:: Excerpted records ::
BEGIN

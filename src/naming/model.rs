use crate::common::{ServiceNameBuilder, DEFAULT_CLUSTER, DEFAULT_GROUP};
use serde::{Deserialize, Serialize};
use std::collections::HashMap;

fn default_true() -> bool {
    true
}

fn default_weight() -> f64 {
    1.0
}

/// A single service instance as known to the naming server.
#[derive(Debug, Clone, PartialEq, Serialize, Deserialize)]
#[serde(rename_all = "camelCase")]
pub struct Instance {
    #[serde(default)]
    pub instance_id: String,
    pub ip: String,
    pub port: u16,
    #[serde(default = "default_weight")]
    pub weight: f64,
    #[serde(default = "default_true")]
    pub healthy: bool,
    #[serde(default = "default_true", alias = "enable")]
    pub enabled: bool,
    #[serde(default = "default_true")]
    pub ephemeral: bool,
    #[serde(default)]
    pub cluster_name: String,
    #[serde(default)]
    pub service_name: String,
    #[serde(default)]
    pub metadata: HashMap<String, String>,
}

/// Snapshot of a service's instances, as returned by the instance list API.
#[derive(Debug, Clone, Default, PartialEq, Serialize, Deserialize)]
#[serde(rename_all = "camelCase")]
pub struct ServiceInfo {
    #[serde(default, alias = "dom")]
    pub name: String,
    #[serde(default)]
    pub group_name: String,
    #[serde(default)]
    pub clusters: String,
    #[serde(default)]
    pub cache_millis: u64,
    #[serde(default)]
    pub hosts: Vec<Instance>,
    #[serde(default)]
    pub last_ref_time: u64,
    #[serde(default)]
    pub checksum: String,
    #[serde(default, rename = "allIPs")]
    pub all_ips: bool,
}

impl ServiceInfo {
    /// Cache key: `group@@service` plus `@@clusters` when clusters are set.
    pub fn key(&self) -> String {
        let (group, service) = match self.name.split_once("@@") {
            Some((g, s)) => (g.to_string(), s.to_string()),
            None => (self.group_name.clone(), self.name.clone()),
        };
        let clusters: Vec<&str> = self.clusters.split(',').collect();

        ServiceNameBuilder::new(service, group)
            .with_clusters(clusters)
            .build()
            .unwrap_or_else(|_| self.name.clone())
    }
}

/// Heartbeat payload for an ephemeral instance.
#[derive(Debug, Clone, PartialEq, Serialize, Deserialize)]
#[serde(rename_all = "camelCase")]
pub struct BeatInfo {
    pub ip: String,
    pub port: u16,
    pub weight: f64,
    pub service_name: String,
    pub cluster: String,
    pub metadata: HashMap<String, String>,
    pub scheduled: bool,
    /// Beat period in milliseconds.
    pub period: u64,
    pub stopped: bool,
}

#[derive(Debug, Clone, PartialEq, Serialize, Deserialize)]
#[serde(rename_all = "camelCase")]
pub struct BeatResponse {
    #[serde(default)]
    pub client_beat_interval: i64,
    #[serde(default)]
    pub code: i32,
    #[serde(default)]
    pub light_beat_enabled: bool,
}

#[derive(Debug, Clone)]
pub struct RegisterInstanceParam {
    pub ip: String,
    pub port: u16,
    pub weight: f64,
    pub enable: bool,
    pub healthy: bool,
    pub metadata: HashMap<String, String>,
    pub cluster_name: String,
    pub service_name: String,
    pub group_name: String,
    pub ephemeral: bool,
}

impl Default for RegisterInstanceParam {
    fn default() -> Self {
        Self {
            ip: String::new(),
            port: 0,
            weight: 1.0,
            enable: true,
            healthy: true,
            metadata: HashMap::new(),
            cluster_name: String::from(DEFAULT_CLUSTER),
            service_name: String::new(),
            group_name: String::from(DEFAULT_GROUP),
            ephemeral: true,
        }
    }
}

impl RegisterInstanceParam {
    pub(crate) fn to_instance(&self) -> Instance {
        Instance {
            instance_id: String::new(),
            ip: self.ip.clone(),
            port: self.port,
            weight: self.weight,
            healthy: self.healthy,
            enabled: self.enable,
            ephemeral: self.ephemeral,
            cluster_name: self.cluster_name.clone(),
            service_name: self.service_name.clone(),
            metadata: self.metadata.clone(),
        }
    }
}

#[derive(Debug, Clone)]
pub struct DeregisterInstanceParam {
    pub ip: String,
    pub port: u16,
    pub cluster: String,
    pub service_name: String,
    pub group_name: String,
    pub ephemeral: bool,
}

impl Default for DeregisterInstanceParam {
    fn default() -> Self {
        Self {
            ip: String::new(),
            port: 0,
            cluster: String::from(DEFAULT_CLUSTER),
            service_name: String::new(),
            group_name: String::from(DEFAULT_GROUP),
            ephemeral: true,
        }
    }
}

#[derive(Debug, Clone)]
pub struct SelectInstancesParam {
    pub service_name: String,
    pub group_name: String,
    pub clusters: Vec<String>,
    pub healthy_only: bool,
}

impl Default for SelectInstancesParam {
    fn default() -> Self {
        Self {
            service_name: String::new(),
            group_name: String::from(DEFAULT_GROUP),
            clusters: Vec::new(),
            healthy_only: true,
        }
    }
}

END

:: Exercise description ::
Filter the preceding entries down to the lines with "ServiceInfo".

:: Expected output ::
pub struct ServiceInfo {
impl ServiceInfo {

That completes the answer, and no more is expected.